An Advancing Applied Analytics project by NHS BNSSG explored how system-level data analytics can meet patient flow challenges. It involved building an analytical tool that can accommodate interconnected services along a given patient pathway.

The resulting tool, PathSimR, is an open source R-based tool designed to model patient flow and capacity along clinical pathways. This Evidence into Practice project further promoted the tool and embedded its use in NHS organisations. Three case study projects were identified for applied use of PathSimR.

The first was a mass COVID-19 vaccination project whereby the project team used modelling to inform the design and set up of a vaccination site in Bristol. Using PathSimR, modelling determined the safe maximum number of daily bookings and necessary staffing for the centre. This influenced the design of the centre and ensured effective operation during the crucial early stages of the mass vaccination effort.

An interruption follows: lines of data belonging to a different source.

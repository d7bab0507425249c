use std::net::SocketAddr;
use std::sync::Arc;
use std::time::Duration;

use chrono::Utc;
use futures_util::StreamExt;
use serde_json::Value;
use tokio::net::TcpStream;
use tokio_tungstenite::tungstenite::client::IntoClientRequest;
use tokio_tungstenite::tungstenite::http::HeaderValue;
use tokio_tungstenite::tungstenite::{self, Message};
use tokio_tungstenite::{MaybeTlsStream, WebSocketStream, connect_async};
use uuid::Uuid;

use hearth_api::notify::DisabledNotifier;
use hearth_api::state::{AppState, AppStateInner};
use hearth_db::Database;
use hearth_db::models::NewUser;
use hearth_gateway::hub::RoomHub;
use hearth_gateway::presence::{PresencePolicy, PresenceTracker};
use hearth_server::build_app;
use hearth_types::api::CreatePollRequest;
use hearth_types::ids::FamilyId;
use hearth_types::models::{Role, SessionUser};

const SECRET: &str = "socket-test-secret";

type Client = WebSocketStream<MaybeTlsStream<TcpStream>>;

struct Server {
    addr: SocketAddr,
    state: AppState,
    db: Arc<Database>,
}

async fn spawn_server() -> Server {
    let db = Arc::new(Database::open_in_memory().unwrap());
    let hub = RoomHub::new();
    let presence = PresenceTracker::new(db.clone(), hub.clone(), PresencePolicy::default());
    let state = Arc::new(AppStateInner {
        db: db.clone(),
        jwt_secret: SECRET.into(),
        broadcaster: Arc::new(hub),
        notifier: Arc::new(DisabledNotifier),
        cookie_secure: false,
    });

    let app = build_app(state.clone(), presence);
    let listener = tokio::net::TcpListener::bind("127.0.0.1:0").await.unwrap();
    let addr = listener.local_addr().unwrap();
    tokio::spawn(async move {
        axum::serve(listener, app).await.unwrap();
    });

    Server { addr, state, db }
}

fn seed_user(db: &Database, name: &str) -> SessionUser {
    let id = Uuid::new_v4();
    let created_at = hearth_db::format_timestamp(Utc::now());
    db.create_user(&NewUser {
        id: &id.to_string(),
        name,
        email: &format!("{}@example.com", name.to_lowercase()),
        password_hash: "unused",
        role: "admin",
        parent_id: None,
        family_id: Some("famsock"),
        phone: None,
        created_at: &created_at,
    })
    .unwrap();

    SessionUser {
        id,
        name: name.into(),
        role: Role::Admin,
        family_id: Some(FamilyId::new("famsock")),
        parent_id: None,
    }
}

async fn connect(addr: SocketAddr, cookie: Option<String>) -> Result<Client, tungstenite::Error> {
    let mut req = format!("ws://{}/socket", addr).into_client_request().unwrap();
    if let Some(cookie) = cookie {
        req.headers_mut()
            .insert("cookie", HeaderValue::from_str(&cookie).unwrap());
    }
    connect_async(req).await.map(|(ws, _)| ws)
}

async fn next_event(ws: &mut Client) -> Value {
    loop {
        let msg = tokio::time::timeout(Duration::from_secs(5), ws.next())
            .await
            .expect("timed out waiting for an event")
            .expect("socket closed")
            .unwrap();
        if let Message::Text(text) = msg {
            return serde_json::from_str(text.as_str()).unwrap();
        }
    }
}

async fn is_online(db: &Arc<Database>, user: &SessionUser) -> bool {
    let db = db.clone();
    let id = user.id.to_string();
    tokio::task::spawn_blocking(move || db.get_user_by_id(&id).unwrap().unwrap().is_online)
        .await
        .unwrap()
}

#[tokio::test]
async fn handshake_with_cookie_joins_the_family_room() {
    let server = spawn_server().await;
    let user = seed_user(&server.db, "Nisha");
    let token = hearth_api::auth::create_token(SECRET, user.id, &user.name).unwrap();

    let mut ws = connect(server.addr, Some(format!("token={}", token))).await.unwrap();

    let ready = next_event(&mut ws).await;
    assert_eq!(ready["type"], "ready");
    assert_eq!(ready["data"]["userId"], user.id.to_string());

    let presence = next_event(&mut ws).await;
    assert_eq!(presence["type"], "dashboardUpdate");
    assert!(is_online(&server.db, &user).await);

    // REST-side fan-out reaches the socket
    hearth_api::polls::create_poll(
        &server.state,
        &user,
        CreatePollRequest {
            question: "Tea or coffee?".into(),
            options: vec!["Tea".into(), "Coffee".into()],
        },
    )
    .await
    .unwrap();
    let poll = next_event(&mut ws).await;
    assert_eq!(poll["type"], "new_poll");
    assert_eq!(poll["data"]["question"], "Tea or coffee?");

    ws.close(None).await.unwrap();
    let mut offline = false;
    for _ in 0..50 {
        if !is_online(&server.db, &user).await {
            offline = true;
            break;
        }
        tokio::time::sleep(Duration::from_millis(20)).await;
    }
    assert!(offline, "user should be marked offline after disconnect");
}

#[tokio::test]
async fn handshake_without_valid_cookie_is_refused() {
    let server = spawn_server().await;

    match connect(server.addr, None).await {
        Err(tungstenite::Error::Http(resp)) => assert_eq!(resp.status(), 401),
        Err(other) => panic!("unexpected error: {}", other),
        Ok(_) => panic!("upgrade should have been refused"),
    }

    match connect(server.addr, Some("token=forged".into())).await {
        Err(tungstenite::Error::Http(resp)) => assert_eq!(resp.status(), 401),
        Err(other) => panic!("unexpected error: {}", other),
        Ok(_) => panic!("upgrade should have been refused"),
    }
}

The second project involved applying PathSimR to support decision making for a major stroke service reconfiguration. Modelling was used to calculate the ‘flex capacity’; the additional beds that might be needed at peak times. Insights were provided that would not have been possible without the PathSimR model, and the results informed the business case, which was approved in early 2022.

The third project involved using PathSimR to study how out-of-area mental health psychiatric intensive care unit placements could be reduced. Patient flow was modelled to determine the optimal capacity. The results helped service managers to understand how potential demand and capacity mismatches may produce pressure on services, and have been used as part of a wider review of mental health services.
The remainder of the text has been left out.